Para determinar la etapa o la gravedad de la PMR, se pueden incluir exámenes, pruebas y procedimientos adicionales:
- Exámenes físicos de seguimiento: Son importantes para vigilar cambios en los síntomas y evaluar la progresión de la enfermedad y el daño en las articulaciones.
- Repetición de análisis de laboratorio: Medir la VSG y la PCR de forma periódica puede ayudar a estimar el nivel de inflamación en el cuerpo.
Es importante consultar con su profesional de la salud para recibir recomendaciones personalizadas sobre los exámenes, pruebas y procedimientos para diagnosticar y vigilar la PMR.
Los objetivos principales del tratamiento de la polimialgia reumática (PMR) son aliviar los síntomas y mejorar su calidad de vida. Estos son los tipos de tratamiento y cómo ayudan:
- Medicamentos:
- Corticoesteroides: Son medicinas antiinflamatorias y el tratamiento principal para la PMR. Reducen la inflamación, alivian el dolor y mejoran la rigidez. Por lo general se recetan en dosis bajas a moderadas, por vía oral. La dosis se reduce poco a poco cuando los síntomas mejoran.
- Fármacos antirreumáticos modificadores de la enfermedad (FARME): Actúan sobre la inflamación a nivel celular. Se pueden usar junto con corticoesteroides, sobre todo si usted tiene efectos secundarios por los corticoesteroides o para controlar brotes.
- Terapias:
- Fisioterapia: Ayuda a mejorar la fuerza, la flexibilidad y la movilidad. Reduce el dolor y la rigidez de la PMR.
- Terapia ocupacional: Se enfoca en adaptar las actividades diarias para disminuir la carga sobre las articulaciones y los músculos afectados.
- Cuidados personales y cambios de hábitos:
- Alimentación equilibrada: Coma frutas, verduras, proteínas con poca grasa y granos integrales. Los alimentos ricos en grasas omega-3, como pescado, frutos secos y semillas, también pueden bajar la inflamación.
- Ejercicio regular: Las actividades de bajo impacto, como caminar, nadar o hacer estiramientos, ayudan a mantener la flexibilidad, reducir la rigidez y mejorar la movilidad. Los ejercicios de fortalecimiento apoyan la función muscular sin sobreesfuerzo.

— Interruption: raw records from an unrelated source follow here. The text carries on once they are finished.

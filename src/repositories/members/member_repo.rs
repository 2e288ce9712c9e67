//! # 회원 리포지토리
//!
//! MongoDB `members` 컬렉션을 주 저장소로 사용하고, 이메일 조회 결과를 Redis에 10분간 캐싱합니다.
//! 회원 문서의 `_id`는 이메일이므로 별도 유니크 인덱스가 필요하지 않습니다.

use std::sync::Arc;
use async_trait::async_trait;
use mongodb::bson::{doc, DateTime};
use mongodb::error::{ErrorKind, WriteFailure};
use crate::{
    caching::redis::RedisClient,
    core::errors::{AppError, AppResult},
    core::registry::Repository,
    db::Database,
    domain::entities::members::Member,
};

const MEMBER_CACHE_TTL_SECONDS: u64 = 600;
const DUPLICATE_KEY_CODE: i32 = 11000;

/// 회원 저장소 추상화
#[async_trait]
pub trait MemberRepository: Send + Sync {
    async fn find_by_email(&self, email: &str) -> AppResult<Option<Member>>;

    /// 새 회원을 저장합니다. 이미 가입된 이메일이면 `ConflictError`입니다.
    async fn insert(&self, member: Member) -> AppResult<Member>;

    /// 회원 전체를 교체하고 `modified_at`을 갱신합니다. 없으면 `NotFound`입니다.
    async fn update(&self, member: Member) -> AppResult<Member>;
}

pub struct MongoMemberRepository {
    db: Arc<Database>,
    redis: Arc<RedisClient>,
}

impl MongoMemberRepository {
    pub const COLLECTION: &'static str = "members";

    pub fn new(db: Arc<Database>, redis: Arc<RedisClient>) -> Self {
        Self { db, redis }
    }

    fn collection(&self) -> mongodb::Collection<Member> {
        self.db.collection::<Member>(Self::COLLECTION)
    }

    fn cache_key(email: &str) -> String {
        format!("member:email:{}", email)
    }

    async fn invalidate_cache(&self, email: &str) {
        if let Err(e) = self.redis.del(&Self::cache_key(email)).await {
            log::warn!("회원 캐시 무효화 실패 - {}: {}", email, e);
        }
    }
}

fn is_duplicate_key(e: &mongodb::error::Error) -> bool {
    matches!(
        &*e.kind,
        ErrorKind::Write(WriteFailure::WriteError(write_error)) if write_error.code == DUPLICATE_KEY_CODE
    )
}

#[async_trait]
impl Repository for MongoMemberRepository {
    fn name(&self) -> &str {
        "member"
    }

    fn collection_name(&self) -> &str {
        Self::COLLECTION
    }
}

#[async_trait]
impl MemberRepository for MongoMemberRepository {
    async fn find_by_email(&self, email: &str) -> AppResult<Option<Member>> {
        let cache_key = Self::cache_key(email);

        // 캐시에서 먼저 확인
        if let Ok(Some(cached)) = self.redis.get::<Member>(&cache_key).await {
            return Ok(Some(cached));
        }

        let member = self.collection()
            .find_one(doc! { "_id": email })
            .await?;

        if let Some(ref member) = member {
            let _ = self.redis
                .set_with_expiry(&cache_key, member, MEMBER_CACHE_TTL_SECONDS)
                .await;
        }

        Ok(member)
    }

    async fn insert(&self, member: Member) -> AppResult<Member> {
        match self.collection().insert_one(&member).await {
            Ok(_) => {
                log::info!("회원 저장 완료: {}", member.email);
                Ok(member)
            }
            Err(e) if is_duplicate_key(&e) => {
                Err(AppError::ConflictError("이미 사용 중인 이메일입니다".to_string()))
            }
            Err(e) => Err(e.into()),
        }
    }

    async fn update(&self, mut member: Member) -> AppResult<Member> {
        member.modified_at = DateTime::now();

        let result = self.collection()
            .replace_one(doc! { "_id": &member.email }, &member)
            .await?;

        if result.matched_count == 0 {
            return Err(AppError::NotFound("회원을 찾을 수 없습니다".to_string()));
        }

        self.invalidate_cache(&member.email).await;

        Ok(member)
    }
}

- Control del peso: Mantener un peso saludable reduce la carga sobre músculos y articulaciones y puede aliviar los síntomas.
- Deje de fumar: Fumar empeora la inflamación y puede afectar la eficacia de los tratamientos. Dejar de fumar mejora su salud y el control de los síntomas.
- Limite el alcohol: Beber menos alcohol ayuda a evitar interacciones negativas con los medicamentos, como los corticoesteroides, usados con frecuencia en la PMR.
- Manejo del estrés: Prácticas como yoga, meditación o respiración profunda ayudan a manejar el estrés. Esto puede reducir la inflamación y el dolor.
- Sueño adecuado: Dormir lo suficiente ayuda al cuerpo a sanar y a manejar mejor el dolor y la rigidez. Tener una rutina de sueño fija apoya la recuperación.
- Seguimiento médico:
- Monitoreo de la salud: Hágase análisis de sangre regulares para medir la inflamación. Si hace falta, también estudios de imagen para evaluar si hay daño en las articulaciones. Esto ayuda a mantener la PMR bajo control.
- Evaluaciones físicas: Acuda a chequeos regulares con su profesional de salud para evaluar el dolor, la rigidez y su capacidad para hacer actividades. Estas evaluaciones guían los ajustes del tratamiento.
- Pruebas adicionales: Si los síntomas no mejoran con medicamentos y cambios en el estilo de vida, pueden hacerle más pruebas para buscar otras enfermedades reumáticas.
La dosis de los medicamentos y el plan de tratamiento pueden variar según su situación. Consulte a su profesional de salud para recibir consejos personalizados.